Long Beach City Manager Edwin Eaton waxes lyrical at times, and slipped a little Walt Whitman into his budget message to the City Council this year.
The entire second page was taken up with the Whitman quote:
“Where thrift is in its place,
and prudence is in its place,
...there a great city stands."
However, Long Beach resident Sarah Nicholas took to the podium at Tuesday night’s City Council meeting and read what was in the ellipsis, which Eaton omitted.
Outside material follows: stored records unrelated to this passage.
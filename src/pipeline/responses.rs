//! Response builders, including problem-details failure bodies.

use serde::Serialize;
use serde_json::Value;

use crate::extraction::DescriptorReference;
use crate::types::{DocumentUuid, TraceId};
use crate::validator::ValidationErrors;

use super::context::FrontendResponse;

const NOT_FOUND_TYPE: &str = "urn:ed-fi:api:not-found";
const BAD_REQUEST_TYPE: &str = "urn:ed-fi:api:bad-request";
const DATA_VALIDATION_TYPE: &str = "urn:ed-fi:api:bad-request:data-validation-failed";
const KEY_CHANGE_TYPE: &str = "urn:ed-fi:api:bad-request:data-validation-failed:key-change-not-supported";
const UNRESOLVED_REFERENCE_TYPE: &str = "urn:ed-fi:api:conflict:unresolved-reference";
const DEPENDENT_ITEM_TYPE: &str = "urn:ed-fi:api:conflict:dependent-item-exists";
const IDENTITY_CONFLICT_TYPE: &str = "urn:ed-fi:api:identity-conflict";
const INTERNAL_ERROR_TYPE: &str = "urn:ed-fi:api:internal-server-error";

/// Problem-details body shared by every failure response.
#[derive(Debug, Clone, PartialEq, Serialize)]
#[serde(rename_all = "camelCase")]
pub struct FailureBody {
    pub detail: String,
    #[serde(rename = "type")]
    pub failure_type: String,
    pub title: String,
    pub status: u16,
    pub correlation_id: String,
    pub validation_errors: ValidationErrors,
    pub errors: Vec<String>,
}

impl FailureBody {
    fn new(status: u16, failure_type: &str, title: &str, detail: String, trace_id: &TraceId) -> Self {
        Self {
            detail,
            failure_type: failure_type.to_string(),
            title: title.to_string(),
            status,
            correlation_id: trace_id.to_string(),
            validation_errors: ValidationErrors::new(),
            errors: Vec::new(),
        }
    }

    fn into_response(self) -> FrontendResponse {
        let status = self.status;
        let body = serde_json::to_value(&self).unwrap_or(Value::Null);
        FrontendResponse::new(status, Some(body))
    }
}

/// `/{path_base}/{project}/{endpoint}/{uuid}`.
pub fn location(path_base: &str, project: &str, endpoint: &str, uuid: &DocumentUuid) -> String {
    let base = path_base.trim_matches('/');
    if base.is_empty() {
        format!("/{}/{}/{}", project, endpoint, uuid)
    } else {
        format!("/{}/{}/{}/{}", base, project, endpoint, uuid)
    }
}

pub fn ok(body: Value) -> FrontendResponse {
    FrontendResponse::new(200, Some(body))
}

pub fn created(location: String) -> FrontendResponse {
    FrontendResponse::new(201, None).with_header("Location", location)
}

pub fn ok_with_location(location: String) -> FrontendResponse {
    FrontendResponse::new(200, None).with_header("Location", location)
}

pub fn no_content() -> FrontendResponse {
    FrontendResponse::new(204, None)
}

pub fn no_content_with_location(location: String) -> FrontendResponse {
    no_content().with_header("Location", location)
}

/// 404 with an empty body, for a document that does not exist.
pub fn not_exists() -> FrontendResponse {
    FrontendResponse::new(404, None)
}

/// 404 for a path that names no known project, resource or id.
pub fn not_found(trace_id: &TraceId, detail: impl Into<String>) -> FrontendResponse {
    FailureBody::new(404, NOT_FOUND_TYPE, "Not Found", detail.into(), trace_id).into_response()
}

pub fn method_not_allowed() -> FrontendResponse {
    FrontendResponse::new(405, None)
}

/// 409 with an empty body; the client should retry.
pub fn write_conflict() -> FrontendResponse {
    FrontendResponse::new(409, None)
}

pub fn bad_request(trace_id: &TraceId, errors: Vec<String>) -> FrontendResponse {
    let mut body = FailureBody::new(
        400,
        BAD_REQUEST_TYPE,
        "Bad Request",
        "The request could not be processed. See 'errors' for details.".to_string(),
        trace_id,
    );
    body.errors = errors;
    body.into_response()
}

pub fn data_validation(trace_id: &TraceId, validation_errors: ValidationErrors) -> FrontendResponse {
    let mut body = FailureBody::new(
        400,
        DATA_VALIDATION_TYPE,
        "Data Validation Failed",
        "Data validation failed. See 'validationErrors' for details.".to_string(),
        trace_id,
    );
    body.validation_errors = validation_errors;
    body.into_response()
}

/// 400 with one message per descriptor URI that does not resolve.
pub fn descriptor_reference_failure(
    trace_id: &TraceId,
    invalid: &[DescriptorReference],
) -> FrontendResponse {
    let mut errors = ValidationErrors::new();
    for reference in invalid {
        let message = format!(
            "{} value '{}' does not exist.",
            reference.resource_info.resource_name,
            reference.uri()
        );
        errors.entry(reference.path.to_string()).or_default().push(message);
    }
    data_validation(trace_id, errors)
}

pub fn reference_failure(trace_id: &TraceId, resource_names: &[String]) -> FrontendResponse {
    FailureBody::new(
        409,
        UNRESOLVED_REFERENCE_TYPE,
        "Unresolved Reference",
        format!(
            "The referenced {} item(s) do not exist.",
            resource_names.join(", ")
        ),
        trace_id,
    )
    .into_response()
}

pub fn dependent_item_exists(trace_id: &TraceId, resource_names: &[String]) -> FrontendResponse {
    FailureBody::new(
        409,
        DEPENDENT_ITEM_TYPE,
        "Dependent Item Exists",
        format!(
            "The requested action cannot be performed because this item is referenced by existing {} item(s).",
            resource_names.join(", ")
        ),
        trace_id,
    )
    .into_response()
}

/// Natural key conflict. Upsert reports it as 409, update as 400.
pub fn identity_conflict(
    trace_id: &TraceId,
    status: u16,
    resource_name: &str,
    duplicate_identity_values: &[(String, String)],
) -> FrontendResponse {
    let values = duplicate_identity_values
        .iter()
        .map(|(key, value)| format!("({} = {})", key, value))
        .collect::<Vec<_>>()
        .join(", ");
    FailureBody::new(
        status,
        IDENTITY_CONFLICT_TYPE,
        "Identifying Values Are Not Unique",
        format!(
            "A natural key conflict occurred when attempting to create a new resource {} with a duplicate key. The duplicate keys and values are {}",
            resource_name, values
        ),
        trace_id,
    )
    .into_response()
}

pub fn immutable_identity(trace_id: &TraceId, resource_name: &str) -> FrontendResponse {
    FailureBody::new(
        400,
        KEY_CHANGE_TYPE,
        "Key Change Not Supported",
        format!(
            "Identifying values for the {} resource cannot be changed. Delete and recreate the resource item instead.",
            resource_name
        ),
        trace_id,
    )
    .into_response()
}

pub fn cascade_required(trace_id: &TraceId) -> FrontendResponse {
    bad_request(
        trace_id,
        vec!["The identity of the resource cannot be changed while other documents reference it.".to_string()],
    )
}

/// Generic 500. The failure detail is logged, never returned.
pub fn unknown_failure(trace_id: &TraceId) -> FrontendResponse {
    FailureBody::new(
        500,
        INTERNAL_ERROR_TYPE,
        "Internal Server Error",
        "The server encountered an unexpected condition that prevented it from fulfilling the request.".to_string(),
        trace_id,
    )
    .into_response()
}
As read by Nicholas — and meant by Whitman — the passage from Leaves of Grass was in praise of the human spirit and human dignity, not city managers or bookkeepers. Click below.
Bill Murphy
“Where thrift is in its place, and prudence is in its place;
Where the men and women think lightly of the laws;
Where the slave ceases, and the master of slaves ceases;
Where the populace rise at once against the never-ending audacity of elected persons;
Where fierce men and women pour forth, as the sea to the whistle of death pours its sweeping and unript waves;
Where outside authority enters always after the precedence of inside authority;
Where the citizen is always the head and ideal—and President, Mayor, Governor, and what not, are agents for pay;
Where children are taught to be laws to themselves, and to depend on themselves;
Where equanimity is illustrated in affairs;
Where speculations on the Soul are encouraged;
Where women walk in public processions in the streets, the same as the men,
Where they enter the public assembly and take places the same as the men;
Where the city of the faithfulest friends stands;
Where the city of the cleanliness of the sexes stands;
Where the city of the healthiest fathers stands;
Where the city of the best-bodied mothers stands,
There the great city stands."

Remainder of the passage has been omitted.